> WHAT THE TASK ASKS: Could you filter the records below and keep only the lines with the word "confirm"?

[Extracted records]

//! `pwvault rotate-key`: change the vault's master password.
//!
//! Every entry is re-encrypted under the new password's fingerprint and
//! the vault is written once.  If anything fails, the stored vault is
//! left exactly as it was.

use crate::audit::log_audit;
use crate::cli::output;
use crate::cli::{open_vault, prompt_new_password, Cli};
use crate::errors::Result;

/// Execute the `rotate-key` command.
pub fn execute(cli: &Cli) -> Result<()> {
    let mut open = open_vault(cli)?;

    output::info("Choose the new master password.");
    let (new_password, confirm) = prompt_new_password()?;

    open.session.save(&new_password, &confirm)?;

    let count = open.session.entry_count();
    output::success(&format!("Master password changed ({count} entries re-encrypted)"));
    log_audit(
        &open.vault_dir,
        "rotate-key",
        None,
        Some(&format!("{count} entries")),
    );

    Ok(())
}
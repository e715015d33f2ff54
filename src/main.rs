use clap::Parser;
use pwvault::cli::commands;
use pwvault::cli::{output, Cli, Commands};
use tracing_subscriber::EnvFilter;

/// Environment variable holding the log filter (e.g. `debug`, `pwvault=trace`).
const LOG_ENV: &str = "PWVAULT_LOG";

fn main() {
    init_tracing();

    let cli = Cli::parse();

    let result = match cli.command {
        Commands::Init => commands::init::execute(&cli),
        Commands::List { ref query } => commands::list::execute(&cli, query.as_deref()),
        Commands::Get {
            ref service,
            ref username,
            copy,
        } => commands::get::execute(&cli, service, username.as_deref(), copy),
        Commands::Add {
            ref service,
            ref username,
            generate,
        } => commands::add::execute(&cli, service, username, generate),
        Commands::Set {
            ref service,
            ref username,
            generate,
        } => commands::set::execute(&cli, service, username.as_deref(), generate),
        Commands::Edit {
            ref service,
            ref username,
            ref new_service,
            ref new_username,
        } => commands::edit::execute(
            &cli,
            service,
            username.as_deref(),
            new_service.as_deref(),
            new_username.as_deref(),
        ),
        Commands::Delete {
            ref service,
            ref username,
            force,
        } => commands::delete::execute(&cli, service, username.as_deref(), force),
        Commands::Generate { length } => commands::generate::execute(length),
        Commands::RotateKey => commands::rotate::execute(&cli),
        Commands::Export { stdout } => commands::export::execute(&cli, stdout),
        Commands::Import { ref file, force } => commands::import_cmd::execute(&cli, file, force),
        Commands::Audit { last, ref since } => {
            commands::audit_cmd::execute(&cli, last, since.as_deref())
        }
        Commands::Completions { ref shell } => commands::completions::execute(shell),
    };

    if let Err(e) = result {
        output::error(&e.to_string());
        std::process::exit(1);
    }
}

/// Log to stderr, filtered by `PWVAULT_LOG` (default: warnings only).
fn init_tracing() {
    let filter = EnvFilter::try_from_env(LOG_ENV).unwrap_or_else(|_| EnvFilter::new("warn"));
    tracing_subscriber::fmt()
        .with_env_filter(filter)
        .with_writer(std::io::stderr)
        .with_target(false)
        .init();
}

> YOUR RESPONSE:
    let (new_password, confirm) = prompt_new_password()?;
    open.session.save(&new_password, &confirm)?;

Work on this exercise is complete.